_TO DO:_
What is needed is an exact copy of every record.

_INFORMATION GIVEN:_
[Start of section]

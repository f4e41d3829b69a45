//! chain-table: a single-threaded separate-chaining hash table with a map
//! view, a set view, pluggable hash functions and checked cursors.
//!
//! Internal Design:
//!
//! Summary
//! - Goal: one chained-hashing engine shared by a key → value map and a
//!   value-only set, with cursors that can erase while scanning and that
//!   notice when the table was changed behind their back.
//! - Layers:
//!   - ChainTable<K, V, S>: the engine. Bins of singly linked chains; nodes
//!     live in a generational arena and link to each other by handle.
//!   - ChainMap<K, V, S>: key/value view; `put` / `get` / `erase`, mutable
//!     indexing with default insertion, map equality.
//!   - ChainSet<T, S>: `ChainTable<T, (), S>` with set semantics and subset
//!     ordering.
//!   - Cursor: detached (bin, node) position plus the table identity and
//!     modification count it was taken at.
//!
//! Hash functions
//! - A table hashes through its `KeyHash` capability, never through
//!   `core::hash::Hash` directly. The function comes either from the hasher
//!   type (`StdHash` knows its own function) or from `TableConfig::hasher`
//!   (required for `HashFn`). Neither, or two disagreeing ones, is a
//!   `ConfigError` at construction.
//! - `i64` hashes are folded to a bin with `|h| mod bins`.
//!
//! Growth
//! - Before a new key is linked in, the table doubles its bin count until
//!   `len / bins <= load_threshold`, using floating-point division. Nodes
//!   are relinked, not copied. Bins never shrink, not even on `clear`.
//!
//! Modification counting
//! - Insert, update, erase, clear and resize each bump the table's
//!   mod_count. A cursor holding an older count fails every operation with
//!   `Error::ConcurrentModification`. A cursor's own erase resynchronizes it.
//!
//! Copying
//! - `copy_from` duplicates bins and chains when the new table's hasher
//!   agrees with the source's; otherwise it re-inserts every entry. `Clone`
//!   is always structural. Copies have a fresh identity, so cursors from the
//!   source are rejected with `Error::WrongTable`.
//!
//! Notes and non-goals
//! - Single-threaded; no internal locking.
//! - Lookups take `&K`; there is no `Borrow`-based lookup because the hash
//!   function is defined on `K` itself.
//! - No persistence, no ordered iteration.

mod config;
mod cursor;
mod error;
mod generation;
mod hash;
mod map;
mod set;
pub mod table;

#[cfg(test)]
mod table_proptest;

pub use config::{TableConfig, DEFAULT_INITIAL_BINS, DEFAULT_LOAD_THRESHOLD};
pub use cursor::Cursor;
pub use error::{CannotErase, ConfigError, Error, Result};
pub use generation::TableId;
pub use hash::{DefaultBuildHasher, HashFn, KeyHash, StdHash};
pub use map::{ChainMap, MapCursor};
pub use set::{ChainSet, IntoIter as SetIntoIter, Iter as SetIter, SetCursor};
pub use table::ChainTable;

[End of section]

_SOLUTION TO THE EXERCISE:_
repository f4e41d3829b69a45
//! chain-table: a single-threaded separate-chaining hash table with a map
//! view, a set view, pluggable hash functions and checked cursors.
//!
//! Internal Design:
//!
//! Summary
//! - Goal: one chained-hashing engine shared by a key → value map and a
//!   value-only set, with cursors that can erase while scanning and that
//!   notice when the table was changed behind their back.
//! - Layers:
//!   - ChainTable<K, V, S>: the engine. Bins of singly linked chains; nodes
//!     live in a generational arena and link to each other by handle.
//!   - ChainMap<K, V, S>: key/value view; `put` / `get` / `erase`, mutable
//!     indexing with default insertion, map equality.
//!   - ChainSet<T, S>: `ChainTable<T, (), S>` with set semantics and subset
//!     ordering.
//!   - Cursor: detached (bin, node) position plus the table identity and
//!     modification count it was taken at.
//!
//! Hash functions
//! - A table hashes through its `KeyHash` capability, never through
//!   `core::hash::Hash` directly. The function comes either from the hasher
//!   type (`StdHash` knows its own function) or from `TableConfig::hasher`
//!   (required for `HashFn`). Neither, or two disagreeing ones, is a
//!   `ConfigError` at construction.
//! - `i64` hashes are folded to a bin with `|h| mod bins`.
//!
//! Growth
//! - Before a new key is linked in, the table doubles its bin count until
//!   `len / bins <= load_threshold`, using floating-point division. Nodes
//!   are relinked, not copied. Bins never shrink, not even on `clear`.
//!
//! Modification counting
//! - Insert, update, erase, clear and resize each bump the table's
//!   mod_count. A cursor holding an older count fails every operation with
//!   `Error::ConcurrentModification`. A cursor's own erase resynchronizes it.
//!
//! Copying
//! - `copy_from` duplicates bins and chains when the new table's hasher
//!   agrees with the source's; otherwise it re-inserts every entry. `Clone`
//!   is always structural. Copies have a fresh identity, so cursors from the
//!   source are rejected with `Error::WrongTable`.
//!
//! Notes and non-goals
//! - Single-threaded; no internal locking.
//! - Lookups take `&K`; there is no `Borrow`-based lookup because the hash
//!   function is defined on `K` itself.
//! - No persistence, no ordered iteration.

mod config;
mod cursor;
mod error;
mod generation;
mod hash;
mod map;
mod set;
pub mod table;

#[cfg(test)]
mod table_proptest;

pub use config::{TableConfig, DEFAULT_INITIAL_BINS, DEFAULT_LOAD_THRESHOLD};
pub use cursor::Cursor;
pub use error::{CannotErase, ConfigError, Error, Result};
pub use generation::TableId;
pub use hash::{DefaultBuildHasher, HashFn, KeyHash, StdHash};
pub use map::{ChainMap, MapCursor};
pub use set::{ChainSet, IntoIter as SetIntoIter, Iter as SetIter, SetCursor};
pub use table::ChainTable;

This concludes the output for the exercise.